Dejó Fleminggatan y bajó por las escaleras que hay pasado el restaurante Klara Sjö, descendió al paseo de la ribera en la Kungsholms Strand y entró en la guardería por la puerta trasera. Los niños estaban sentados con la ropa de abrigo puesta, preparados junto a la puerta, cansados y ojerosos; Ellen tenía su osito azul en los brazos.
– Mamá tenía que recogernos hoy -refunfuñó Kalle-. ¿Dónde está mamá?
El profesor que se había quedado con los niños estaba muy enfadado.
– Nunca me compensarán por este cuarto de hora -resopló.
– Lo siento muchísimo -respondió Thomas y sintió lo sofocado que estaba-. No sé lo que ha pasado con Annika.
Se apresuró a salir con los niños. Después de una carrera alcanzó el autobús 40 frente al bar Pousette å Vis.
– No hay que correr para coger el autobús -comentó el chófer enfadado-. ¿Cómo vamos a enseñárselo a los niños si los padres también lo hacen?

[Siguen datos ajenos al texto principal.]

use chrono::NaiveDate;
use ndarray::Array2;
use serde::{Deserialize, Serialize};
use std::fmt;

/// Calendar date of a satellite acquisition (no time of day)
pub type AcquisitionDate = NaiveDate;

/// Display format used for origin-date labels, e.g. "Jul 17, 2021"
pub const LABEL_DATE_FORMAT: &str = "%b %d, %Y";

/// One interferometric pair measurement
#[derive(Debug, Clone, PartialEq, Serialize, Deserialize)]
pub struct Observation {
    pub first_date: AcquisitionDate,
    pub second_date: AcquisitionDate,
    pub value: Option<f64>,
}

impl Observation {
    pub fn new(
        first_date: AcquisitionDate,
        second_date: AcquisitionDate,
        value: Option<f64>,
    ) -> Self {
        Self {
            first_date,
            second_date,
            value,
        }
    }

    /// Temporal baseline in whole days (negative for reversed pairs)
    pub fn delta_days(&self) -> i64 {
        (self.second_date - self.first_date).num_days()
    }

    /// A present value on a pair whose second date precedes the first
    pub fn is_reversed(&self) -> bool {
        self.value.is_some() && self.second_date < self.first_date
    }
}

/// One inter-acquisition perpendicular baseline measurement
#[derive(Debug, Clone, PartialEq, Serialize, Deserialize)]
pub struct BaselineRecord {
    pub first_date: AcquisitionDate,
    pub second_date: AcquisitionDate,
    /// Perpendicular baseline in meters
    pub baseline: f64,
}

/// Result of a loader: either the parsed table or an explicit "no data"
#[derive(Debug, Clone, PartialEq, Serialize, Deserialize)]
pub enum Loaded<T> {
    Present(T),
    Absent,
}

impl<T> Loaded<T> {
    pub fn is_present(&self) -> bool {
        matches!(self, Loaded::Present(_))
    }

    /// Borrow the payload, keeping the present/absent state (`Option::as_ref` style)
    pub fn as_loaded_ref(&self) -> Loaded<&T> {
        match self {
            Loaded::Present(data) => Loaded::Present(data),
            Loaded::Absent => Loaded::Absent,
        }
    }

    pub fn map<U, F: FnOnce(T) -> U>(self, f: F) -> Loaded<U> {
        match self {
            Loaded::Present(data) => Loaded::Present(f(data)),
            Loaded::Absent => Loaded::Absent,
        }
    }

    pub fn present(self) -> Option<T> {
        match self {
            Loaded::Present(data) => Some(data),
            Loaded::Absent => None,
        }
    }
}

/// Dense matrix indexed by temporal baseline (rows) and second acquisition date (columns).
///
/// Row keys and column keys are kept sorted ascending; `cells[[r, c]]` is the
/// value for `(delta_days[r], second_dates[c])`.
#[derive(Debug, Clone, PartialEq, Serialize, Deserialize)]
pub struct DateGrid<T> {
    pub delta_days: Vec<i64>,
    pub second_dates: Vec<AcquisitionDate>,
    pub cells: Array2<Option<T>>,
}

/// Coherence (or pair availability) values rounded to 2 decimals
pub type PivotMatrix = DateGrid<f64>;

/// Origin first-date labels aligned to a `PivotMatrix`
pub type DateLabelMatrix = DateGrid<String>;

impl<T: Clone> DateGrid<T> {
    /// A grid with no rows and no columns
    pub fn empty() -> Self {
        Self {
            delta_days: Vec::new(),
            second_dates: Vec::new(),
            cells: Array2::from_elem((0, 0), None),
        }
    }

    pub fn nrows(&self) -> usize {
        self.delta_days.len()
    }

    pub fn ncols(&self) -> usize {
        self.second_dates.len()
    }

    pub fn is_empty(&self) -> bool {
        self.nrows() == 0 || self.ncols() == 0
    }

    /// Cell lookup by keys
    pub fn get(&self, delta_days: i64, second_date: AcquisitionDate) -> Option<&T> {
        let row = self.delta_days.binary_search(&delta_days).ok()?;
        let col = self.second_dates.binary_search(&second_date).ok()?;
        self.cells[[row, col]].as_ref()
    }

    pub fn row_has_value(&self, row: usize) -> bool {
        self.cells.row(row).iter().any(Option::is_some)
    }

    pub fn col_has_value(&self, col: usize) -> bool {
        self.cells.column(col).iter().any(Option::is_some)
    }

    /// Number of present cells
    pub fn count_present(&self) -> usize {
        self.cells.iter().filter(|c| c.is_some()).count()
    }

    /// Copy of the rows `rows` and columns `cols` (index ranges into this grid)
    pub fn slice(&self, rows: std::ops::Range<usize>, cols: std::ops::Range<usize>) -> Self {
        Self {
            delta_days: self.delta_days[rows.clone()].to_vec(),
            second_dates: self.second_dates[cols.clone()].to_vec(),
            cells: self.cells.slice(ndarray::s![rows, cols]).to_owned(),
        }
    }
}

impl PivotMatrix {
    /// Cells as `f64` with `NaN` for missing values
    pub fn to_nan_array(&self) -> Array2<f64> {
        self.cells.mapv(|c| c.unwrap_or(f64::NAN))
    }
}

/// One plotted point of the baseline network: acquisition date vs perpendicular baseline
#[derive(Debug, Clone, Copy, PartialEq, Serialize, Deserialize)]
pub struct GraphPoint {
    pub date: AcquisitionDate,
    pub baseline: f64,
}

/// A processed pair drawn as a segment between its two acquisitions
#[derive(Debug, Clone, Copy, PartialEq, Serialize, Deserialize)]
pub struct GraphEdge {
    pub from: GraphPoint,
    pub to: GraphPoint,
}

/// One row of an observation table that violates chronological order
#[derive(Debug, Clone, PartialEq, Serialize, Deserialize)]
pub struct OffendingRow {
    /// 0-based data row (header excluded)
    pub row: usize,
    pub first_date: AcquisitionDate,
    pub second_date: AcquisitionDate,
    pub value: f64,
}

impl fmt::Display for OffendingRow {
    fn fmt(&self, f: &mut fmt::Formatter<'_>) -> fmt::Result {
        write!(
            f,
            "row {}: {} -> {} (value {})",
            self.row, self.first_date, self.second_date, self.value
        )
    }
}

fn format_rows(rows: &[OffendingRow]) -> String {
    rows.iter()
        .map(|r| r.to_string())
        .collect::<Vec<_>>()
        .join("\n")
}

/// Error types for coherence matrix construction
#[derive(Debug, thiserror::Error)]
pub enum CoherenceError {
    #[error("I/O error: {0}")]
    Io(#[from] std::io::Error),

    #[error("CSV error: {0}")]
    Csv(#[from] csv::Error),

    #[error("Invalid data format: {0}")]
    InvalidFormat(String),

    #[error("Some interferogram dates not ordered as expected:\n{}", format_rows(.rows))]
    DataIntegrity { rows: Vec<OffendingRow> },

    #[error("Duplicate cell at delta_days={delta_days}, second_date={second_date}")]
    DuplicateCell {
        delta_days: i64,
        second_date: AcquisitionDate,
    },

    #[error("Invalid target id: {0}")]
    InvalidTarget(String),
}

/// Result type for coherence operations
pub type CoherenceResult<T> = Result<T, CoherenceError>;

Thomas sintió deseos de golpear al viejo cabrón que estaba tras el volante. Enseñó la tarjeta y empujó a los niños hacia la parte de atrás. Ellen se cayó y comenzó a llorar. «Me voy a volver loco», pensó Thomas. Tuvieron que quedarse apretujados en el centro del autobús entre regalos de Navidad, perros y tres cochecitos. Cuando llegaron a la Kungsholmstorg tuvieron problemas para poder salir. Resopló sonoramente al abrir la puerta del número 32, y mientras se sacudía los pies sobre la alfombra para quitarse la nieve antes de entrar oyó que alguien se dirigía a él.
Miró sorprendido y vio a dos policías uniformados que se le acercaban por la escalera.

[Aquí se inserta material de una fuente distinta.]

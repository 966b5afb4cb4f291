use serde::{Deserialize, Serialize};
use std::ops::Range;

/// A contiguous run of row keys separated from its neighbours by a large gap
#[derive(Debug, Clone, PartialEq, Eq, Serialize, Deserialize)]
pub struct Group {
    pub id: usize,
    /// Index range into the grouped row-key sequence
    pub row_range: Range<usize>,
    pub members: Vec<i64>,
}

impl Group {
    pub fn len(&self) -> usize {
        self.members.len()
    }

    pub fn is_empty(&self) -> bool {
        self.members.is_empty()
    }
}

/// One display panel: a group and its share of the total height
#[derive(Debug, Clone, PartialEq, Serialize, Deserialize)]
pub struct Panel {
    pub group_id: usize,
    pub row_range: Range<usize>,
    pub height_fraction: f64,
}

/// Segmentation of a sorted row-key sequence into groups
#[derive(Debug, Clone, Default, PartialEq, Eq, Serialize, Deserialize)]
pub struct Grouping {
    pub gap_days: i64,
    pub groups: Vec<Group>,
}

impl Grouping {
    /// Group id per row key, in input order
    pub fn assignments(&self) -> Vec<usize> {
        self.groups
            .iter()
            .flat_map(|g| std::iter::repeat(g.id).take(g.len()))
            .collect()
    }

    /// `(group_id, row_range)` pairs in ascending row order
    pub fn ranges(&self) -> Vec<(usize, Range<usize>)> {
        self.groups.iter().map(|g| (g.id, g.row_range.clone())).collect()
    }

    pub fn total_rows(&self) -> usize {
        self.groups.iter().map(Group::len).sum()
    }

    /// Panels from top to bottom: the group with the largest keys is drawn first,
    /// each panel's height proportional to its member count
    pub fn panels(&self) -> Vec<Panel> {
        let total = self.total_rows();
        self.groups
            .iter()
            .rev()
            .map(|g| Panel {
                group_id: g.id,
                row_range: g.row_range.clone(),
                height_fraction: if total == 0 { 0.0 } else { g.len() as f64 / total as f64 },
            })
            .collect()
    }
}

/// Splits a temporal-baseline axis wherever consecutive keys are more than `gap_days` apart
pub struct TemporalGrouper {
    gap_days: i64,
}

impl TemporalGrouper {
    pub fn new(gap_days: i64) -> Self {
        Self { gap_days }
    }

    /// Assign group ids to sorted row keys; the first key opens group 0
    pub fn group(&self, row_keys: &[i64]) -> Grouping {
        let mut groups: Vec<Group> = Vec::new();

        for (i, &key) in row_keys.iter().enumerate() {
            let starts_new = match i.checked_sub(1).map(|p| row_keys[p]) {
                None => true,
                Some(prev) => key - prev > self.gap_days,
            };

            if starts_new {
                groups.push(Group {
                    id: groups.len(),
                    row_range: i..i + 1,
                    members: vec![key],
                });
            } else if let Some(current) = groups.last_mut() {
                current.row_range.end = i + 1;
                current.members.push(key);
            }
        }

        log::debug!(
            "Grouped {} temporal baselines into {} panel(s) (gap > {} days)",
            row_keys.len(),
            groups.len(),
            self.gap_days
        );

        Grouping {
            gap_days: self.gap_days,
            groups,
        }
    }
}

#[cfg(test)]
mod tests {
    use super::*;
    use approx::assert_relative_eq;

    #[test]
    fn test_gap_splits_groups() {
        let keys = [0, 12, 24, 36, 180, 192, 400];
        let grouping = TemporalGrouper::new(60).group(&keys);

        assert_eq!(grouping.groups.len(), 3);
        assert_eq!(grouping.assignments(), vec![0, 0, 0, 0, 1, 1, 2]);
        assert_eq!(grouping.ranges(), vec![(0, 0..4), (1, 4..6), (2, 6..7)]);
    }

    #[test]
    fn test_gap_equal_to_threshold_does_not_split() {
        let grouping = TemporalGrouper::new(12).group(&[0, 12, 24, 37]);
        assert_eq!(grouping.assignments(), vec![0, 0, 0, 1]);
    }

    #[test]
    fn test_coverage_exactly_once() {
        let keys: Vec<i64> = vec![0, 6, 12, 100, 106, 300, 301, 302, 900];
        for gap in [0, 1, 6, 50, 1000] {
            let grouping = TemporalGrouper::new(gap).group(&keys);
            let members: Vec<i64> =
                grouping.groups.iter().flat_map(|g| g.members.clone()).collect();
            assert_eq!(members, keys);
            assert_eq!(grouping.total_rows(), keys.len());
        }
    }

    #[test]
    fn test_panels_top_to_bottom() {
        let grouping = TemporalGrouper::new(60).group(&[0, 12, 24, 200]);
        let panels = grouping.panels();
        assert_eq!(panels.len(), 2);
        assert_eq!(panels[0].group_id, 1);
        assert_relative_eq!(panels[0].height_fraction, 0.25);
        assert_relative_eq!(panels[1].height_fraction, 0.75);
    }

    #[test]
    fn test_empty_keys() {
        let grouping = TemporalGrouper::new(60).group(&[]);
        assert!(grouping.groups.is_empty());
        assert!(grouping.panels().is_empty());
    }
}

– ¿Es usted Thomas Samuelsson, verdad? Lo siento pero los niños y usted tienen que acompañarnos.
Thomas miró fijamente a los policías.
– Le hemos estado buscando toda la tarde. ¿No ha recibido noticias nuestras o del periódico?
– Papá, ¿adónde vamos? -preguntó Kalle y le cogió la mano a Thomas.
La certeza de que algo estaba terriblemente mal se apoderó de Thomas de golpe. «¡Annika! ¡Dios mío!»
– ¿Está ella…?
– No sabemos dónde está su mujer. Desapareció por la mañana. Los inspectores le contarán más, si son tan amables de seguirnos…
– ¿Por qué?
– Creemos que puede haber una bomba en su piso.
Thomas se inclinó y cogió a los dos niños, uno en cada brazo.